BIRTHDAY (יﯴמ֙ הֻלֶּ֣דֶת, day of birth; γενεσία, birthday celebration). The celebration of the anniversary of one’s birth is a universal practice, for in most human societies the privileges and responsibilities of life are attached to the attainment of a certain age. The surviving census documents, dating back to a.d. 48, carefully record the age of those described and enrolled according to the requirements of the Rom. census law, which implies an observance and counting of birthdays. The birth of a child, according to Leviticus 12, occasioned certain rites and ceremonies. Under the Mosaic law age was the chief qualification for authority and office. The blind man’s parents declared that their son was “of age” (John 9:21). There was significance in Jesus’ visit to the Temple at twelve years of age. In spite of the absence of documentary material, it seems obvious that birthdays held their annual importance.

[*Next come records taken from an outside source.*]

use std::collections::BTreeMap;

use crate::file::FileRef;
use crate::Error;

/// A received HTTP response.
///
/// The body is either held in memory or, for responses saved to a file,
/// read back from that file on demand.
#[derive(Debug, Clone)]
pub struct Response {
    status: u16,
    headers: BTreeMap<String, String>,
    body: Option<Vec<u8>>,
    file: Option<FileRef>,
    primary_ip: Option<String>,
}

impl Response {
    /// Response with status and no headers or body.
    pub fn new(status: u16) -> Self {
        Response {
            status,
            headers: BTreeMap::new(),
            body: None,
            file: None,
            primary_ip: None,
        }
    }

    /// Response with status and headers.
    pub fn with_headers<I, K, V>(status: u16, headers: I) -> Self
    where
        I: IntoIterator<Item = (K, V)>,
        K: AsRef<str>,
        V: Into<String>,
    {
        let mut r = Response::new(status);
        r.set_headers(headers);
        r
    }

    pub fn set_status(&mut self, status: u16) {
        self.status = status;
    }

    pub fn status(&self) -> u16 {
        self.status
    }

    /// Tell if the status is 2xx.
    pub fn is_success(&self) -> bool {
        (200..300).contains(&self.status)
    }

    /// Set a header. Names are lower-cased and a later set replaces an earlier one.
    pub fn set_header(&mut self, name: &str, value: impl Into<String>) {
        self.headers.insert(name.to_ascii_lowercase(), value.into());
    }

    /// Header by case-insensitive name.
    pub fn header(&self, name: &str) -> Option<&str> {
        self.headers
            .get(&name.to_ascii_lowercase())
            .map(|v| v.as_str())
    }

    pub fn set_headers<I, K, V>(&mut self, headers: I)
    where
        I: IntoIterator<Item = (K, V)>,
        K: AsRef<str>,
        V: Into<String>,
    {
        for (k, v) in headers {
            self.set_header(k.as_ref(), v);
        }
    }

    /// All headers, keyed by lower-case name.
    pub fn headers(&self) -> &BTreeMap<String, String> {
        &self.headers
    }

    pub fn set_body(&mut self, body: Option<Vec<u8>>) {
        self.body = body;
    }

    /// The body.
    ///
    /// With a file attached, this reads the whole file.
    pub fn body(&self) -> Result<Option<Vec<u8>>, Error> {
        if let Some(file) = &self.file {
            return Ok(Some(file.read()?));
        }
        Ok(self.body.clone())
    }

    /// The body as text, replacing invalid UTF-8.
    pub fn text(&self) -> Result<Option<String>, Error> {
        Ok(self
            .body()?
            .map(|b| String::from_utf8_lossy(&b).into_owned()))
    }

    /// Attach the file holding the body.
    pub fn set_file(&mut self, file: Option<FileRef>) {
        self.file = file;
    }

    pub fn file(&self) -> Option<&FileRef> {
        self.file.as_ref()
    }

    pub fn set_primary_ip(&mut self, ip: Option<String>) {
        self.primary_ip = ip;
    }

    /// Address of the remote end actually connected to, if reported.
    pub fn primary_ip(&self) -> Option<&str> {
        self.primary_ip.as_deref()
    }
}

impl Default for Response {
    fn default() -> Self {
        Response::new(200)
    }
}
use std::io::{self, Write};

use crate::framer;
use crate::transport::ResponseSink;
use crate::Error;

/// Accumulator size after which the header split is forced.
pub const FORCE_SPLIT_THRESHOLD: usize = 10 * 1024;

/// Buffers the entire raw response in memory.
#[derive(Debug, Default)]
pub(crate) struct CollectSink {
    buf: Vec<u8>,
}

impl CollectSink {
    pub fn new() -> Self {
        Self::default()
    }

    /// Split the collected bytes into raw header block and body.
    pub fn finish(self) -> (Vec<u8>, Vec<u8>) {
        let (header, body) = framer::split(&self.buf);
        (header.to_vec(), body.to_vec())
    }
}

impl ResponseSink for CollectSink {
    fn write(&mut self, data: &[u8]) -> usize {
        trace!("Collect {} bytes", data.len());
        self.buf.extend_from_slice(data);
        data.len()
    }
}

#[derive(Debug, Clone, Copy, PartialEq, Eq)]
pub(crate) enum SaveState {
    AwaitingHeader,
    Streaming,
}

/// Streams the response body to a writer, stripping header blocks.
///
/// While `AwaitingHeader`, chunks go to an accumulator. The accumulator is
/// split with [`framer::split`] either when a separator shows up (only when
/// `check_separator` is on), or when it grows past
/// [`FORCE_SPLIT_THRESHOLD`]. From then on, in `Streaming`, chunks are written
/// straight through.
pub(crate) struct SaveSink {
    out: Box<dyn Write + Send>,
    state: SaveState,
    check_separator: bool,
    pending: Vec<u8>,
    header: Vec<u8>,
    error: Option<io::Error>,
}

impl SaveSink {
    /// `check_separator` enables the early split on the first blank line.
    pub fn new(out: Box<dyn Write + Send>, check_separator: bool) -> Self {
        SaveSink {
            out,
            state: SaveState::AwaitingHeader,
            check_separator,
            pending: Vec::new(),
            header: Vec::new(),
            error: None,
        }
    }

    #[cfg(test)]
    pub fn state(&self) -> SaveState {
        self.state
    }

    #[cfg(test)]
    pub fn pending_len(&self) -> usize {
        self.pending.len()
    }

    /// Move header bytes out of the accumulator and start streaming.
    fn split_pending(&mut self) {
        let (header, rest) = framer::split(&self.pending);
        self.header.extend_from_slice(header);
        self.pending = rest.to_vec();
        self.state = SaveState::Streaming;
    }

    fn flush_pending(&mut self) -> io::Result<()> {
        if !self.pending.is_empty() {
            self.out.write_all(&self.pending)?;
            self.pending.clear();
        }
        Ok(())
    }

    fn accept(&mut self, data: &[u8]) -> io::Result<()> {
        if self.state == SaveState::Streaming {
            return self.out.write_all(data);
        }

        self.pending.extend_from_slice(data);

        if self.check_separator && framer::has_separator(&self.pending) {
            debug!("Header separator found after {} bytes", self.pending.len());
            self.split_pending();
        }

        if self.state == SaveState::AwaitingHeader && self.pending.len() > FORCE_SPLIT_THRESHOLD {
            debug!("Forcing header split at {} bytes", self.pending.len());
            self.split_pending();
        }

        if self.state == SaveState::Streaming {
            self.flush_pending()?;
        }

        Ok(())
    }

    /// End of stream. Splits anything still pending, flushes and closes the
    /// writer, and returns the raw header block.
    pub fn finish(mut self) -> Result<Vec<u8>, Error> {
        if let Some(e) = self.error.take() {
            return Err(e.into());
        }

        if self.state == SaveState::AwaitingHeader && !self.pending.is_empty() {
            self.split_pending();
        }

        self.flush_pending()?;
        self.out.flush()?;

        Ok(self.header)
    }
}

impl ResponseSink for SaveSink {
    fn write(&mut self, data: &[u8]) -> usize {
        if self.error.is_some() {
            return 0;
        }

        trace!("Save {} bytes ({:?})", data.len(), self.state);

        match self.accept(data) {
            Ok(()) => data.len(),
            Err(e) => {
                debug!("Write to destination failed: {}", e);
                self.error = Some(e);
                0
            }
        }
    }
}

#[cfg(test)]
mod tests {
    use super::*;
    use crate::file::{File, MemoryFile};

    const RESPONSE: &[u8] = b"HTTP/1.1 200 OK\r\nContent-Type: text/plain\r\n\r\nhello";

    fn save_sink(check_separator: bool) -> (SaveSink, MemoryFile) {
        let file = MemoryFile::new("out");
        let sink = SaveSink::new(file.open_write().unwrap(), check_separator);
        (sink, file)
    }

    #[test]
    fn collect_splits_once() {
        let mut sink = CollectSink::new();
        assert_eq!(sink.write(&RESPONSE[..10]), 10);
        assert_eq!(sink.write(&RESPONSE[10..]), RESPONSE.len() - 10);
        let (header, body) = sink.finish();
        assert_eq!(header, b"HTTP/1.1 200 OK\r\nContent-Type: text/plain");
        assert_eq!(body, b"hello");
    }

    #[test]
    fn save_every_partition_of_two() {
        for i in 0..=RESPONSE.len() {
            for check in [true, false] {
                let (mut sink, file) = save_sink(check);
                assert_eq!(sink.write(&RESPONSE[..i]), i);
                assert_eq!(sink.write(&RESPONSE[i..]), RESPONSE.len() - i);
                let header = sink.finish().unwrap();
                assert_eq!(file.contents(), b"hello", "split at {} check {}", i, check);
                assert_eq!(header, b"HTTP/1.1 200 OK\r\nContent-Type: text/plain");
            }
        }
    }

    #[test]
    fn save_byte_by_byte() {
        let (mut sink, file) = save_sink(true);
        for b in RESPONSE {
            assert_eq!(sink.write(&[*b]), 1);
        }
        sink.finish().unwrap();
        assert_eq!(file.contents(), b"hello");
    }

    #[test]
    fn save_transitions_on_separator() {
        let (mut sink, file) = save_sink(true);
        sink.write(b"HTTP/1.1 200 OK\r\n\r\nab");
        assert_eq!(sink.state(), SaveState::Streaming);
        assert_eq!(sink.pending_len(), 0);
        sink.write(b"cd");
        sink.finish().unwrap();
        assert_eq!(file.contents(), b"abcd");
    }

    #[test]
    fn save_without_check_waits_for_end() {
        let (mut sink, file) = save_sink(false);
        sink.write(b"HTTP/1.1 200 OK\r\n\r\nab");
        assert_eq!(sink.state(), SaveState::AwaitingHeader);
        assert!(file.contents().is_empty());
        sink.finish().unwrap();
        assert_eq!(file.contents(), b"ab");
    }

    #[test]
    fn save_redirect_chain_without_check() {
        let input = b"HTTP/1.1 302 Found\r\nLocation: /b\r\n\r\n\
            HTTP/1.1 200 OK\r\nContent-Length: 3\r\n\r\nabc";
        let (mut sink, file) = save_sink(false);
        for c in input.chunks(7) {
            sink.write(c);
        }
        let header = sink.finish().unwrap();
        assert_eq!(file.contents(), b"abc");
        assert_eq!(framer::final_status(&header), Some(200));
    }

    #[test]
    fn save_forced_split_bounds_accumulator() {
        let mut input = b"HTTP/1.1 200 OK\r\n".to_vec();
        input.extend_from_slice(b"X-Big: ");
        input.extend(std::iter::repeat(b'a').take(FORCE_SPLIT_THRESHOLD));
        input.extend_from_slice(b"\r\n\r\nbody");

        let (mut sink, file) = save_sink(false);
        for c in input.chunks(1000) {
            sink.write(c);
            assert!(sink.pending_len() <= FORCE_SPLIT_THRESHOLD + 1000);
        }
        assert_eq!(sink.state(), SaveState::Streaming);

        // Nothing more comes in, the accumulator stays empty.
        sink.write(b" more");
        assert_eq!(sink.pending_len(), 0);

        sink.finish().unwrap();
        assert_eq!(file.contents(), b"body more");
    }

    #[test]
    fn save_forced_split_without_boundary_is_payload() {
        let input = vec![b'z'; FORCE_SPLIT_THRESHOLD + 1];
        let (mut sink, file) = save_sink(true);
        sink.write(&input);
        assert_eq!(sink.state(), SaveState::Streaming);
        let header = sink.finish().unwrap();
        assert!(header.is_empty());
        assert_eq!(file.contents(), input);
    }

    #[test]
    fn save_body_only_stream() {
        let (mut sink, file) = save_sink(true);
        sink.write(b"no headers at all");
        let header = sink.finish().unwrap();
        assert!(header.is_empty());
        assert_eq!(file.contents(), b"no headers at all");
    }

    struct FailingWriter;

    impl Write for FailingWriter {
        fn write(&mut self, _: &[u8]) -> io::Result<usize> {
            Err(io::Error::new(io::ErrorKind::Other, "disk full"))
        }

        fn flush(&mut self) -> io::Result<()> {
            Ok(())
        }
    }

    #[test]
    fn save_write_error_refuses_data() {
        let mut sink = SaveSink::new(Box::new(FailingWriter), true);
        assert_eq!(sink.write(b"HTTP/1.1 200 OK\r\n\r\nab"), 0);
        assert_eq!(sink.write(b"cd"), 0);
        let err = sink.finish().unwrap_err();
        assert!(matches!(err, Error::Io(m) if m == "disk full"));
    }
}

Scripture speaks specifically of two birthdays only, both of them royal. It is recorded (Gen 40:20) that Pharaoh declared an amnesty on his birthday. References to this practice in Egypt can be traced back to the 13th cent. b.c., and to the Gr. successors of the pharaohs, e.g. Ptolemy V (205-182 b.c.). The Persians had a similar practice. Reference is made to the birthday of Herod Antipas (Matt 14:6; Mark 6:21). The king with his armed forces at the eastern fortress of Machaerus was involved, thanks to his liaison with Herodias, in a tribal border war. It was in the midst of the carnal revelry of this occasion that John the Baptist was murdered. Edersheim (Life and Times of Jesus the Messiah I, 672 fn. 1) asserts without valid reason that the celebration was to mark the anniversary of Herod’s accession. “It is not likely,” he says, “that the Herodians would have celebrated their birthdays.” In point of fact, it is no more unlikely than that Pharaoh should have celebrated his.